Given that TC_SECTOR_SIZE_LEGACY equals 512, it becomes clear that hidden volumes are unavailable as a whole with 4Kn on Linux, and encryption is completely unavailable altogether if kernel crypto isn’t there. So I checked out the Windows specific parts of the code, but couldn’t find anything suspicious in the source for data volume encryption. It seems 4Kn is not allowed for bootable system volumes (lots of “512’s” there), but for data volumes it seems TC is fully capable of working with variable sector sizes.

Now this code has probably never been run before on an actual SATA 4Kn drive, so let’s just give it a shot (click to enlarge):

Amazingly, Truecrypt, another software written and even abandoned by its original developers before the advent of 4Kn works just fine.
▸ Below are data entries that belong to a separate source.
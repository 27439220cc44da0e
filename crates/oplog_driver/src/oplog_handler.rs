//! Component E: the oplog entry handler, spec.md §4.E.
//!
//! Entry point runs synchronously with respect to the oplog reader and must
//! not suspend; any work that needs to suspend (a fetch, a repoll) is
//! deferred to a spawned task.

use std::sync::Arc;

use crate::{
    classify::handle_doc,
    errors::invariant,
    phase::Phase,
    types::{
        Document,
        OpKind,
        OplogEntry,
        OplogNotification,
        UpdatePayload,
    },
    Inner,
};

/// Fields matching this prefix mark a custom-type (EJSON) encoding; a
/// modifier touching one can't be applied locally and forces a refetch.
const CUSTOM_TYPE_FIELD_MARKER: &str = "EJSON$";

fn modifier_touches_custom_type(modifier: &Document) -> bool {
    modifier.values().any(|op| match op.as_object() {
        Some(fields) => fields.keys().any(|k| k.starts_with(CUSTOM_TYPE_FIELD_MARKER)),
        None => false,
    })
}

/// Applies a `{"$set": {...}, "$unset": {...}}`-shaped modifier to a clone
/// of `doc`. Returns `None` for any other top-level operator; the caller
/// must treat that the same as an uncached doc and fall through to a
/// refetch rather than drop the update.
fn apply_modifier_locally(doc: &Document, modifier: &Document) -> Option<Document> {
    let mut result = doc.clone();
    for (op, payload) in modifier {
        let fields = payload.as_object()?;
        match op.as_str() {
            "$set" => {
                for (k, v) in fields {
                    result.insert(k.clone(), v.clone());
                }
            },
            "$unset" => {
                for k in fields.keys() {
                    result.remove(k);
                }
            },
            _ => return None,
        }
    }
    Some(result)
}

impl Inner {
    /// Per-phase dispatch of a single oplog notification. Called from the
    /// subscription loop; never suspends.
    pub(crate) fn handle_oplog_notification(self: &Arc<Self>, notif: OplogNotification) -> anyhow::Result<()> {
        match notif {
            OplogNotification::CollectionDropped => {
                self.need_to_poll_query();
                Ok(())
            },
            OplogNotification::Entry(entry) => self.handle_oplog_entry(entry),
        }
    }

    fn handle_oplog_entry(self: &Arc<Self>, entry: OplogEntry) -> anyhow::Result<()> {
        let result = self.handle_oplog_entry_locked(entry);
        if self.take_requery_needed() {
            self.need_to_poll_query();
        }
        result
    }

    /// Checks and clears the `safeAppendToBuffer`-driven repoll request
    /// (spec.md §4.B `removeBuffered`) left behind by a buffer emptying
    /// during this entry's processing. Must be called with the state lock
    /// released, since `need_to_poll_query` takes it itself.
    fn take_requery_needed(self: &Arc<Self>) -> bool {
        self.state.lock().matching.take_requery_needed()
    }

    fn handle_oplog_entry_locked(self: &Arc<Self>, entry: OplogEntry) -> anyhow::Result<()> {
        let mut state = self.state.lock();
        if state.stopped {
            return Ok(());
        }

        if state.phase() == Phase::Querying {
            state.need_to_fetch.insert(entry.id.clone(), entry.ts);
            return Ok(());
        }

        if state.need_to_fetch.contains_key(&entry.id) || state.currently_fetching.contains_key(&entry.id) {
            state.need_to_fetch.insert(entry.id.clone(), entry.ts);
            return Ok(());
        }

        match entry.op {
            OpKind::Delete => {
                if state.matching.is_cached(&entry.id) {
                    state.matching.remove_matching(&entry.id, self.multiplexer.as_ref())?;
                }
            },
            OpKind::Insert => {
                let doc = entry
                    .insert_doc
                    .ok_or_else(|| anyhow::anyhow!("insert oplog entry without a document"))?;
                if state.matching.is_cached(&entry.id) {
                    invariant!("insert for already-cached id {}", entry.id);
                }
                if self.matcher.document_matches(&doc).result {
                    state.matching.add_matching(entry.id, doc, self.multiplexer.as_ref())?;
                }
            },
            OpKind::Update => {
                let payload = entry
                    .update_payload
                    .ok_or_else(|| anyhow::anyhow!("update oplog entry without a payload"))?;
                match payload {
                    UpdatePayload::Replacement(mut replacement) => {
                        replacement.insert(
                            "_id".to_string(),
                            serde_json::Value::String(entry.id.clone()),
                        );
                        let projected = self.matcher.shared_projection(&replacement);
                        handle_doc(
                            &mut state.matching,
                            self.matcher.as_ref(),
                            entry.id,
                            Some(projected),
                            self.multiplexer.as_ref(),
                        )?;
                    },
                    UpdatePayload::Modifier(modifier) => {
                        let cached = state.matching.get_cached(&entry.id).cloned();
                        let can_try_locally = !modifier_touches_custom_type(&modifier) && cached.is_some();
                        let applied = can_try_locally
                            .then(|| apply_modifier_locally(cached.as_ref().expect("checked above"), &modifier))
                            .flatten();
                        // `apply_modifier_locally` also returns `None` for an
                        // operator other than `$set`/`$unset` (e.g. `$inc`,
                        // `$push`); that case must fall through to the fetch
                        // below just like an uncached doc or an EJSON field,
                        // or the cache would go stale silently.
                        let locally_applicable = applied.is_some();

                        if let Some(applied) = applied {
                            let projected = self.matcher.shared_projection(&applied);
                            handle_doc(
                                &mut state.matching,
                                self.matcher.as_ref(),
                                entry.id,
                                Some(projected),
                                self.multiplexer.as_ref(),
                            )?;
                            return Ok(());
                        }

                        if self.matcher.can_become_true_by_modifier(&modifier) || !locally_applicable {
                            state.need_to_fetch.insert(entry.id.clone(), entry.ts);
                            if state.phase() == Phase::Steady {
                                state.phase.transition(Phase::Fetching);
                                drop(state);
                                self.spawn_fetch_loop();
                            }
                        }
                    },
                }
            },
        }
        Ok(())
    }
}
This time, Windows does create the System Volume Information folder on the file system within the Truecrypt container, and fsutil.exe once again reports a sector size of 4096 bytes. This shows clearly that TC understands 4Kn and passes the sector size on to any layers above itself in the kernel I/O stack flawlessly (The layer beneath it should be either the NT I/O scheduler or maybe the storage controller driver directly and the layer above it the NTFS file system driver, if my assumptions are correct).

Two final tests for data integrities’ sake:

Both a binary diff and SHA512 checksums prove, that the data copied from a 512n medium to the 4Kn one is still intact

Both a binary diff and SHA512 checksums prove, that the data copied from a 512n medium to the 4Kn one is still intact

So, my final conclusion? Anything that needs to work with a raw block device on a sector-by-sector level needs to be checked out before investing serious money in such hard drives and storage arrays. It might be cleanly programmed, with some foresight. It also might not.

Anything that sits above the file system layer though (anything that reads and writes folders and files instead of raw sectors) will always work nicely, as such software does not need to know anything about sectors.

Given the possibly enormous amount of software with hardcoded routines for 512 byte sectors, my assumption would be that the migration to 4Kn will be quite a sluggish one. We can see that the enterprise sector is adapting first, clearly because Linux and UNIX systems adapt much faster. The consumer market however might not see 4Kn drives anytime soon, given 512 byte sectors have been around for about 60 years (!) now.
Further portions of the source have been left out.